- WORK INSTRUCTIONS
Search the listing for the word "crate" and return each line that contains it.

- RECORD SET
┄┄┄┄┄┄

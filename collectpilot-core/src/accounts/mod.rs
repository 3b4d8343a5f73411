//! Read and maintenance operations on synchronized customers and invoices.

pub mod handlers;

use std::sync::Arc;

use chrono::{NaiveDate, Utc};
use tracing::info;
use uuid::Uuid;

use crate::error::{AppError, Result};
use crate::models::customer::CustomerFilter;
use crate::models::invoice::{InvoiceFilter, UpdateInvoiceStatus};
use crate::models::{Customer, Invoice, InvoiceStatus};
use crate::store::Store;

pub use handlers::{
    deactivate_customer_handler, get_customer_handler, get_invoice_handler,
    list_customers_handler, list_invoices_handler, update_invoice_handler,
};

/// Customer and invoice access with derived fields refreshed on read.
pub struct AccountService {
    store: Arc<dyn Store>,
}

impl AccountService {
    pub fn new(store: Arc<dyn Store>) -> Self {
        Self { store }
    }

    pub async fn list_customers(&self, filter: &CustomerFilter) -> Result<Vec<Customer>> {
        self.store.list_customers(filter).await
    }

    pub async fn get_customer(&self, id: Uuid) -> Result<Customer> {
        self.store
            .get_customer(id)
            .await?
            .ok_or_else(|| AppError::not_found(format!("customer {}", id)))
    }

    pub async fn deactivate_customer(&self, id: Uuid) -> Result<Customer> {
        let customer = self
            .store
            .deactivate_customer(id)
            .await?
            .ok_or_else(|| AppError::not_found(format!("customer {}", id)))?;
        info!("Deactivated customer {} ({})", customer.name, customer.id);
        Ok(customer)
    }

    /// Invoices filtered on their status as of today, so a pending invoice
    /// that fell due since its last sync is listed as overdue.
    pub async fn list_invoices(&self, filter: &InvoiceFilter) -> Result<Vec<Invoice>> {
        self.store.list_invoices(filter, Utc::now().date_naive()).await
    }

    pub async fn get_invoice(&self, id: Uuid) -> Result<Invoice> {
        let mut invoice = self
            .store
            .get_invoice(id)
            .await?
            .ok_or_else(|| AppError::not_found(format!("invoice {}", id)))?;
        invoice.refresh_derived(Utc::now().date_naive());
        Ok(invoice)
    }

    /// Manual status change. Only `paid` and `partial` may be set by hand and
    /// a paid invoice never moves back.
    pub async fn update_invoice_status(
        &self,
        id: Uuid,
        update: &UpdateInvoiceStatus,
    ) -> Result<Invoice> {
        self.update_invoice_status_on(id, update, Utc::now().date_naive())
            .await
    }

    async fn update_invoice_status_on(
        &self,
        id: Uuid,
        update: &UpdateInvoiceStatus,
        today: NaiveDate,
    ) -> Result<Invoice> {
        if !matches!(update.status, InvoiceStatus::Paid | InvoiceStatus::Partial) {
            return Err(AppError::validation(format!(
                "Invoice status cannot be set to {} manually",
                update.status
            )));
        }

        let current = self.get_invoice(id).await?;
        if current.status == InvoiceStatus::Paid && update.status != InvoiceStatus::Paid {
            return Err(AppError::conflict(format!(
                "Invoice {} is already paid",
                current.invoice_number
            )));
        }

        let paid_date = match update.status {
            InvoiceStatus::Paid => Some(update.paid_date.unwrap_or(today)),
            _ => None,
        };
        let mut invoice = self
            .store
            .set_invoice_status(id, update.status, paid_date)
            .await?
            .ok_or_else(|| AppError::not_found(format!("invoice {}", id)))?;
        invoice.refresh_derived(today);

        info!(
            "Invoice {} manually set to {}",
            invoice.invoice_number, invoice.status
        );
        Ok(invoice)
    }
}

┄┄┄┄┄┄

- OUTPUT
use crate::error::{AppError, Result};
use crate::models::customer::CustomerFilter;
use crate::models::invoice::{InvoiceFilter, UpdateInvoiceStatus};
use crate::models::{Customer, Invoice, InvoiceStatus};
use crate::store::Store;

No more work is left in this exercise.